pub mod handlers;

use axum::{
    routing::{get, post},
    Router,
};
use std::sync::Arc;
use tower_http::cors::{Any, CorsLayer};

use crate::analyzer::SentimentAnalyzer;
use crate::config::ConfigSummary;

/// Shared state for API handlers
#[derive(Clone)]
pub struct ApiState {
    pub analyzer: Arc<SentimentAnalyzer>,
    pub config: Arc<ConfigSummary>,
}

/// Create and configure the API router
pub fn create_router(analyzer: SentimentAnalyzer, config: ConfigSummary) -> Router {
    let state = ApiState {
        analyzer: Arc::new(analyzer),
        config: Arc::new(config),
    };

    // Configure CORS to allow all origins (adjust for production)
    let cors = CorsLayer::new()
        .allow_origin(Any)
        .allow_methods(Any)
        .allow_headers(Any);

    Router::new()
        .route("/health", get(handlers::health))
        .route("/api/analyze", post(handlers::analyze_sentiment))
        .route("/api/batch", post(handlers::batch_analyze))
        .fallback(handlers::not_found)
        .layer(cors)
        .with_state(state)
}
use std::sync::Arc;
use std::time::Duration;

use anyhow::Result;
use async_trait::async_trait;
use log::{debug, error, info, warn};
use reqwest::header::{CONTENT_TYPE, RETRY_AFTER};

use crate::analyzer::prompt::GenerationConfig;
use crate::config::GeminiConfig;
use crate::error::{AnalysisError, AttemptFailure};
use crate::gemini::envelope::GenerateContentRequest;

pub mod envelope;

const MAX_BACKOFF_SECS: u64 = 60;
const DEFAULT_RETRY_AFTER_SECS: u64 = 60;
const BODY_PREVIEW_CHARS: usize = 500;

/// Raw HTTP outcome of one call, before any classification.
#[derive(Debug, Clone)]
pub struct HttpReply {
    pub status: u16,
    pub retry_after: Option<String>,
    pub body: String,
}

#[async_trait]
pub trait Endpoint: Send + Sync {
    /// One POST to the model. `Err` means nothing came back (timeout, refused, reset).
    async fn post(&self, request: &GenerateContentRequest) -> Result<HttpReply>;
}

#[async_trait]
pub trait Pause: Send + Sync {
    async fn pause(&self, duration: Duration);
}

pub struct TokioPause;

#[async_trait]
impl Pause for TokioPause {
    async fn pause(&self, duration: Duration) {
        tokio::time::sleep(duration).await;
    }
}

/// Gemini `generateContent` over reqwest. The key travels as the `key` query
/// parameter, never in the body.
pub struct HttpEndpoint {
    client: reqwest::Client,
    url: String,
    api_key: String,
}

impl HttpEndpoint {
    pub fn new(config: &GeminiConfig) -> Result<Self> {
        let client = reqwest::Client::builder()
            .timeout(Duration::from_secs(config.timeout_secs))
            .build()?;

        let url = format!(
            "{}/models/{}:generateContent",
            config.api_base.trim_end_matches('/'),
            config.model_name
        );

        Ok(Self {
            client,
            url,
            api_key: config.api_key.clone(),
        })
    }
}

#[async_trait]
impl Endpoint for HttpEndpoint {
    async fn post(&self, request: &GenerateContentRequest) -> Result<HttpReply> {
        let response = self
            .client
            .post(&self.url)
            .query(&[("key", self.api_key.as_str())])
            .header(CONTENT_TYPE, "application/json")
            .json(request)
            .send()
            .await
            .map_err(reqwest::Error::without_url)?;

        let status = response.status().as_u16();
        let retry_after = response
            .headers()
            .get(RETRY_AFTER)
            .and_then(|v| v.to_str().ok())
            .map(str::to_string);
        let body = response.text().await.map_err(reqwest::Error::without_url)?;

        Ok(HttpReply {
            status,
            retry_after,
            body,
        })
    }
}

fn preview(body: &str) -> String {
    body.chars().take(BODY_PREVIEW_CHARS).collect()
}

/// Pause before the attempt with 0-based index `attempt`: 2^attempt seconds, capped.
pub fn backoff_delay(attempt: u32) -> Duration {
    Duration::from_secs(2u64.saturating_pow(attempt).min(MAX_BACKOFF_SECS))
}

fn parse_retry_after(header: Option<&str>) -> u64 {
    header
        .and_then(|v| v.trim().parse::<u64>().ok())
        .unwrap_or(DEFAULT_RETRY_AFTER_SECS)
}

/// Sends prompts to the model, retrying the whole call on any transient failure.
pub struct GeminiClient {
    endpoint: Arc<dyn Endpoint>,
    pause: Arc<dyn Pause>,
    max_retries: u32,
}

impl GeminiClient {
    pub fn new(config: &GeminiConfig) -> Result<Self> {
        let endpoint = HttpEndpoint::new(config)?;
        Ok(Self::with_parts(
            Arc::new(endpoint),
            Arc::new(TokioPause),
            config.max_retries,
        ))
    }

    pub fn with_parts(endpoint: Arc<dyn Endpoint>, pause: Arc<dyn Pause>, max_retries: u32) -> Self {
        Self {
            endpoint,
            pause,
            max_retries,
        }
    }

    /// Returns the model's reply text untouched, or the last failure once
    /// `max_retries` attempts are spent.
    pub async fn send(
        &self,
        prompt: &str,
        generation_config: &GenerationConfig,
    ) -> Result<String, AnalysisError> {
        let request = GenerateContentRequest::new(prompt, generation_config.clone());
        let budget = self.max_retries.max(1);

        let mut attempt: u32 = 0;
        let mut waited_for_rate_limit = false;

        loop {
            if attempt > 0 && !waited_for_rate_limit {
                let delay = backoff_delay(attempt);
                info!(
                    "Retrying API request in {}s (attempt {}/{})",
                    delay.as_secs(),
                    attempt + 1,
                    budget
                );
                self.pause.pause(delay).await;
            }
            attempt += 1;

            let failure = match self.attempt(&request).await {
                Ok(text) => return Ok(text),
                Err(failure) => failure,
            };

            if !failure.is_transient() || attempt >= budget {
                error!("API request failed on attempt {}/{}: {}", attempt, budget, failure);
                return Err(failure.into_error(attempt));
            }

            waited_for_rate_limit = match failure {
                AttemptFailure::RateLimited { retry_after_secs } => {
                    warn!("Rate limited, waiting {}s", retry_after_secs);
                    self.pause.pause(Duration::from_secs(retry_after_secs)).await;
                    true
                }
                other => {
                    warn!("API error on attempt {}/{}: {}", attempt, budget, other);
                    false
                }
            };
        }
    }

    async fn attempt(&self, request: &GenerateContentRequest) -> Result<String, AttemptFailure> {
        let reply = self
            .endpoint
            .post(request)
            .await
            .map_err(|e| AttemptFailure::Transport(format!("{:#}", e)))?;

        match reply.status {
            200 => {
                debug!("Raw API response: {}", preview(&reply.body));
                envelope::extract_text(&reply.body)
            }
            429 => Err(AttemptFailure::RateLimited {
                retry_after_secs: parse_retry_after(reply.retry_after.as_deref()),
            }),
            status => Err(AttemptFailure::Status {
                status,
                body: preview(&reply.body),
            }),
        }
    }
}



#[cfg(test)]
mod http_tests {
    use serde_json::json;
    use wiremock::matchers::{body_partial_json, header, method, path, query_param};
    use wiremock::{Mock, MockServer, ResponseTemplate};

    use super::*;

    fn config(api_base: String) -> GeminiConfig {
        GeminiConfig {
            api_key: "test-key".to_string(),
            model_name: "gemini-test".to_string(),
            timeout_secs: 5,
            max_retries: 2,
            api_base,
        }
    }

    #[tokio::test]
    async fn test_http_endpoint_sends_prompt_and_key() {
        let server = MockServer::start().await;
        Mock::given(method("POST"))
            .and(path("/models/gemini-test:generateContent"))
            .and(query_param("key", "test-key"))
            .and(header("content-type", "application/json"))
            .and(body_partial_json(json!({
                "contents": [{ "parts": [{ "text": "hello" }] }],
                "generationConfig": { "temperature": 0.1, "maxOutputTokens": 1024 }
            })))
            .respond_with(
                ResponseTemplate::new(429)
                    .insert_header("Retry-After", "7")
                    .set_body_string("slow down"),
            )
            .expect(1)
            .mount(&server)
            .await;

        let endpoint = HttpEndpoint::new(&config(server.uri())).unwrap();
        let reply = endpoint
            .post(&GenerateContentRequest::new("hello", GenerationConfig::default()))
            .await
            .unwrap();

        assert_eq!(reply.status, 429);
        assert_eq!(reply.retry_after.as_deref(), Some("7"));
        assert_eq!(reply.body, "slow down");
    }

    #[tokio::test]
    async fn test_client_returns_text_over_http() {
        let server = MockServer::start().await;
        Mock::given(method("POST"))
            .and(path("/models/gemini-test:generateContent"))
            .respond_with(ResponseTemplate::new(200).set_body_json(json!({
                "candidates": [{
                    "content": { "parts": [{ "text": "```json\n{\"sentiment_score\": 4}\n```" }] },
                    "finishReason": "STOP"
                }]
            })))
            .expect(1)
            .mount(&server)
            .await;

        let client = GeminiClient::new(&config(server.uri())).unwrap();
        let text = client
            .send("hello", &GenerationConfig::default())
            .await
            .unwrap();

        assert_eq!(text, "```json\n{\"sentiment_score\": 4}\n```");
    }

    #[tokio::test]
    async fn test_timeout_error_does_not_carry_key() {
        let server = MockServer::start().await;
        Mock::given(method("POST"))
            .respond_with(ResponseTemplate::new(200).set_delay(Duration::from_secs(3)))
            .mount(&server)
            .await;

        let mut cfg = config(server.uri());
        cfg.api_key = "SUPER-SECRET-KEY".to_string();
        cfg.timeout_secs = 1;
        cfg.max_retries = 1;

        let client = GeminiClient::new(&cfg).unwrap();
        let err = client
            .send("hello", &GenerationConfig::default())
            .await
            .unwrap_err();

        assert!(matches!(err, AnalysisError::TransportFailure { attempts: 1, .. }));
        let shown = err.to_string();
        assert!(!shown.contains("SUPER-SECRET-KEY"), "key leaked: {}", shown);
        assert!(!format!("{:?}", err).contains("SUPER-SECRET-KEY"));
    }
}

• • • • • • •

## Problem statement
Scan the material above for lines holding the string "SentimentAnalyzer" and copy those lines.

## Reply to the exercise
use crate::analyzer::SentimentAnalyzer;
    pub analyzer: Arc<SentimentAnalyzer>,
pub fn create_router(analyzer: SentimentAnalyzer, config: ConfigSummary) -> Router {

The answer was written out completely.